Stored data
//! Board module - manages the game grid
//!
//! The board is a 10x22 grid where each cell is empty (0) or holds the color id
//! (1-7) of a locked piece. Rows 0-1 are hidden overflow rows above the 20
//! visible rows.
//! Uses a flat array for better cache locality and zero-allocation.
//! Coordinates: (x, y) where x ranges 0..9 (left to right), y ranges 0..21 (top to bottom)

use arrayvec::ArrayVec;

use crate::piece::{Piece, Position};
use crate::shapes::{minos, ShapeGrid};
use crate::types::{
    Cell, BOARD_HEIGHT, BOARD_WIDTH, EMPTY, HIDDEN_ROWS, MINOS_PER_PIECE, SHAPE_SIZE,
    VISIBLE_HEIGHT,
};

/// Total number of cells on the board
const BOARD_SIZE: usize = (BOARD_WIDTH as usize) * (BOARD_HEIGHT as usize);

const WIDTH: usize = BOARD_WIDTH as usize;
const HEIGHT: usize = BOARD_HEIGHT as usize;

/// The visible rows of the board, row-major
pub type VisibleBoard = [[Cell; BOARD_WIDTH as usize]; VISIBLE_HEIGHT as usize];

/// The game board - 10 columns x 22 rows using flat array storage
#[derive(Debug, Clone, PartialEq, Eq)]
pub struct Board {
    /// Flat array of cells, row-major order (y * WIDTH + x)
    cells: [Cell; BOARD_SIZE],
}

impl Board {
    /// Create a new empty board
    pub fn new() -> Self {
        Self {
            cells: [EMPTY; BOARD_SIZE],
        }
    }

    /// Calculate flat index from (x, y) coordinates
    #[inline(always)]
    fn index(x: i8, y: i8) -> Option<usize> {
        if x < 0 || x >= BOARD_WIDTH as i8 || y < 0 || y >= BOARD_HEIGHT as i8 {
            return None;
        }
        Some((y as usize) * WIDTH + (x as usize))
    }

    pub fn width(&self) -> u8 {
        BOARD_WIDTH
    }

    pub fn height(&self) -> u8 {
        BOARD_HEIGHT
    }

    /// Get cell at position (x, y)
    /// Returns None if out of bounds
    pub fn get(&self, x: i8, y: i8) -> Option<Cell> {
        Self::index(x, y).map(|idx| self.cells[idx])
    }

    /// Set cell at position (x, y)
    /// Returns false if out of bounds
    pub fn set(&mut self, x: i8, y: i8, cell: Cell) -> bool {
        match Self::index(x, y) {
            Some(idx) => {
                self.cells[idx] = cell;
                true
            }
            None => false,
        }
    }

    /// Check if a single cell is inside the board and empty
    pub fn is_free(&self, x: i8, y: i8) -> bool {
        self.get(x, y) == Some(EMPTY)
    }

    /// Check if a shape placed at `pos` fits: every filled cell inside the
    /// board and on an empty cell
    pub fn is_valid(&self, shape: &ShapeGrid, pos: Position) -> bool {
        let mut checked = 0;
        for (dx, dy, _) in minos(shape) {
            if !self.is_free(pos.x + dx, pos.y + dy) {
                return false;
            }
            checked += 1;
            if checked == MINOS_PER_PIECE {
                break;
            }
        }
        true
    }

    /// Write a validated placement into the board
    ///
    /// # Panics
    ///
    /// Panics if any filled cell is out of bounds or already occupied. Callers
    /// must check [`Board::is_valid`] first.
    pub fn lock(&mut self, shape: &ShapeGrid, pos: Position) {
        for (dx, dy, color) in minos(shape) {
            let (x, y) = (pos.x + dx, pos.y + dy);
            let idx = Self::index(x, y)
                .unwrap_or_else(|| panic!("lock out of bounds at ({}, {})", x, y));
            assert_eq!(
                self.cells[idx], EMPTY,
                "lock into occupied cell at ({}, {})",
                x, y
            );
            self.cells[idx] = color;
        }
    }

    /// Check if a row is completely filled
    pub fn is_row_full(&self, y: usize) -> bool {
        if y >= HEIGHT {
            return false;
        }
        self.row(y).iter().all(|&cell| cell != EMPTY)
    }

    /// Clear full rows in the window `[from_row, from_row + 4)` and shift down
    ///
    /// With `k` full rows and `last` the lowest of them, every row `j` from
    /// `last` up to `k` takes the content of row `j - k` and rows `0..k` are
    /// emptied. Rows below `last` are untouched. When the full rows are not
    /// adjacent, a partial row between them is overwritten rather than kept.
    /// Returns the number of full rows found (0-4).
    pub fn clear_lines(&mut self, from_row: i8) -> usize {
        let start = (from_row.max(0) as usize).min(HEIGHT);
        let end = ((from_row as i16 + SHAPE_SIZE as i16).clamp(0, HEIGHT as i16)) as usize;

        let full: ArrayVec<usize, SHAPE_SIZE> =
            (start..end).filter(|&y| self.is_row_full(y)).collect();
        let Some(&last) = full.last() else {
            return 0;
        };
        let k = full.len();

        for y in (k..=last).rev() {
            let src = (y - k) * WIDTH;
            self.cells.copy_within(src..src + WIDTH, y * WIDTH);
        }
        self.cells[..k * WIDTH].fill(EMPTY);

        k
    }

    /// The visible rows with `active` overlaid, without touching the board
    ///
    /// # Panics
    ///
    /// Panics if an active-piece cell overlaps a locked cell, which means a
    /// placement was committed without validation.
    pub fn visible_view(&self, active: Option<&Piece>) -> VisibleBoard {
        let mut view = [[EMPTY; WIDTH]; VISIBLE_HEIGHT as usize];
        for (y, line) in view.iter_mut().enumerate() {
            line.copy_from_slice(self.row(y + HIDDEN_ROWS as usize));
        }

        if let Some(piece) = active {
            let (shape, pos) = piece.current();
            for (dx, dy, color) in minos(shape) {
                let (x, y) = (pos.x + dx, pos.y + dy);
                assert_eq!(
                    self.get(x, y),
                    Some(EMPTY),
                    "active piece conflicts with board at ({}, {})",
                    x,
                    y
                );
                if y >= HIDDEN_ROWS as i8 {
                    view[(y - HIDDEN_ROWS as i8) as usize][x as usize] = color;
                }
            }
        }

        view
    }

    /// A single row as a slice
    pub fn row(&self, y: usize) -> &[Cell] {
        let start = y * WIDTH;
        &self.cells[start..start + WIDTH]
    }

    /// Get a reference to the internal cells array
    pub fn cells(&self) -> &[Cell] {
        &self.cells
    }

    /// Number of occupied cells
    pub fn filled_cells(&self) -> usize {
        self.cells.iter().filter(|&&c| c != EMPTY).count()
    }

    /// Clear the entire board
    pub fn clear(&mut self) {
        self.cells.fill(EMPTY);
    }

    /// Build a board from 22 rows for testing
    #[cfg(test)]
    pub fn from_rows(rows: [[Cell; WIDTH]; HEIGHT]) -> Self {
        let mut board = Self::new();
        for (y, line) in rows.iter().enumerate() {
            board.cells[y * WIDTH..(y + 1) * WIDTH].copy_from_slice(line);
        }
        board
    }

    /// Fill a row with one color, optionally leaving one column empty (for testing)
    #[cfg(test)]
    pub fn fill_row(&mut self, y: usize, color: Cell, hole: Option<usize>) {
        for x in 0..WIDTH {
            let cell = if Some(x) == hole { EMPTY } else { color };
            self.cells[y * WIDTH + x] = cell;
        }
    }
}

impl Default for Board {
    fn default() -> Self {
        Self::new()
    }
}

#[cfg(test)]
mod tests {
    use super::*;
    use crate::shapes::get_shape;
    use crate::types::PieceKind;

    #[test]
    fn test_board_index_calculation() {
        assert_eq!(Board::index(0, 0), Some(0));
        assert_eq!(Board::index(9, 0), Some(9));
        assert_eq!(Board::index(0, 1), Some(10));
        assert_eq!(Board::index(9, 21), Some(219));
        assert_eq!(Board::index(-1, 0), None);
        assert_eq!(Board::index(10, 0), None);
        assert_eq!(Board::index(0, 22), None);
    }

    #[test]
    fn test_is_valid_checks_only_filled_cells() {
        let board = Board::new();
        // Spawn I is a vertical bar in grid column 1, rows 0..=3.
        let i = get_shape(PieceKind::I, 0);
        assert!(board.is_valid(i, Position::new(3, 0)));
        assert!(!board.is_valid(i, Position::new(3, -1)));
        // Grid column 0 is empty, so x = -1 still fits.
        assert!(board.is_valid(i, Position::new(-1, 5)));
        assert!(!board.is_valid(i, Position::new(-2, 5)));
        assert!(board.is_valid(i, Position::new(8, 5)));
        assert!(!board.is_valid(i, Position::new(9, 5)));
        // The bottom cell reaches board row 21 at y = 18.
        assert!(board.is_valid(i, Position::new(3, 18)));
        assert!(!board.is_valid(i, Position::new(3, 19)));
    }

    #[test]
    fn test_is_valid_rejects_overlap() {
        let mut board = Board::new();
        board.set(4, 10, 7);
        let o = get_shape(PieceKind::O, 0);
        // O occupies grid cols 1..=2, rows 1..=2.
        assert!(!board.is_valid(o, Position::new(3, 9)));
        assert!(board.is_valid(o, Position::new(4, 9)));
    }

    #[test]
    fn test_lock_writes_color() {
        let mut board = Board::new();
        let t = get_shape(PieceKind::T, 0);
        board.lock(t, Position::new(0, 18));
        // Spawn T points left: a bar in column 2 with a nub at column 1.
        assert_eq!(board.get(1, 19), Some(4));
        assert_eq!(board.get(2, 18), Some(4));
        assert_eq!(board.get(2, 19), Some(4));
        assert_eq!(board.get(2, 20), Some(4));
        assert_eq!(board.filled_cells(), 4);
    }

    #[test]
    #[should_panic(expected = "occupied")]
    fn test_lock_into_occupied_cell_panics() {
        let mut board = Board::new();
        board.set(2, 20, 3);
        board.lock(get_shape(PieceKind::T, 0), Position::new(0, 18));
    }

    #[test]
    fn test_clear_lines_none_is_noop() {
        let mut board = Board::new();
        board.fill_row(21, 1, Some(4));
        let before = board.clone();
        assert_eq!(board.clear_lines(18), 0);
        assert_eq!(board, before);
    }

    #[test]
    fn test_clear_single_line_shifts_rows_above() {
        let mut board = Board::new();
        board.fill_row(21, 2, None);
        board.set(3, 20, 5);
        board.set(7, 19, 6);

        assert_eq!(board.clear_lines(18), 1);
        assert_eq!(board.get(3, 21), Some(5));
        assert_eq!(board.get(7, 20), Some(6));
        assert_eq!(board.filled_cells(), 2);
    }

    #[test]
    fn test_clear_outside_window_is_ignored() {
        let mut board = Board::new();
        board.fill_row(21, 2, None);
        assert_eq!(board.clear_lines(10), 0);
        assert!(board.is_row_full(21));
    }

    #[test]
    fn test_clear_non_contiguous_rows_shifts_by_count() {
        let mut board = Board::new();
        board.fill_row(21, 1, None);
        board.fill_row(20, 3, Some(0));
        board.fill_row(19, 2, None);
        board.set(5, 18, 6);

        assert_eq!(board.clear_lines(18), 2);
        // Every row from 21 up takes the row two above it.
        assert!(board.row(21).iter().all(|&c| c == 2));
        assert_eq!(board.row(20), &[0, 0, 0, 0, 0, 6, 0, 0, 0, 0]);
        assert!(board.row(19).iter().all(|&c| c == EMPTY));
        assert_eq!(board.filled_cells(), 11);
    }

    #[test]
    fn test_clear_near_top_empties_rows_above_count() {
        let mut board = Board::new();
        board.fill_row(0, 5, None);
        board.fill_row(1, 5, None);
        board.set(4, 2, 1);

        assert_eq!(board.clear_lines(0), 2);
        assert_eq!(board.filled_cells(), 1);
        assert_eq!(board.get(4, 2), Some(1));
    }

    #[test]
    fn test_clear_with_negative_window_start() {
        let mut board = Board::new();
        board.fill_row(1, 4, None);
        board.set(0, 0, 2);
        assert_eq!(board.clear_lines(-1), 1);
        assert_eq!(board.get(0, 1), Some(2));
        assert_eq!(board.get(0, 0), Some(EMPTY));
    }

    #[test]
    fn test_visible_view_overlays_without_mutation() {
        let mut board = Board::new();
        board.set(0, 21, 1);
        let piece = Piece::new(PieceKind::O);

        let view = board.visible_view(Some(&piece));
        assert_eq!(view[19][0], 1);
        // O spawns with its cells in rows 1..=2; only row 2 is visible.
        assert_eq!(view[0][4], 7);
        assert_eq!(view[0][5], 7);
        assert_eq!(board.filled_cells(), 1);
    }

    #[test]
    fn test_from_rows_roundtrip() {
        let mut rows = [[EMPTY; WIDTH]; HEIGHT];
        rows[21][0] = 7;
        rows[2][9] = 1;
        let board = Board::from_rows(rows);
        assert_eq!(board.get(0, 21), Some(7));
        assert_eq!(board.get(9, 2), Some(1));
        assert_eq!(board.visible_view(None)[0][9], 1);
    }
}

## AIM OF THE EXERCISE
All that should appear in the response is the run of lines from the first line of the entries through the line containing "const WIDTH: usize = BOARD_WIDTH as usize;", copied exactly.

## REPLY
//! Board module - manages the game grid
//!
//! The board is a 10x22 grid where each cell is empty (0) or holds the color id
//! (1-7) of a locked piece. Rows 0-1 are hidden overflow rows above the 20
//! visible rows.
//! Uses a flat array for better cache locality and zero-allocation.
//! Coordinates: (x, y) where x ranges 0..9 (left to right), y ranges 0..21 (top to bottom)

use arrayvec::ArrayVec;

use crate::piece::{Piece, Position};
use crate::shapes::{minos, ShapeGrid};
use crate::types::{
    Cell, BOARD_HEIGHT, BOARD_WIDTH, EMPTY, HIDDEN_ROWS, MINOS_PER_PIECE, SHAPE_SIZE,
    VISIBLE_HEIGHT,
};

/// Total number of cells on the board
const BOARD_SIZE: usize = (BOARD_WIDTH as usize) * (BOARD_HEIGHT as usize);

const WIDTH: usize = BOARD_WIDTH as usize;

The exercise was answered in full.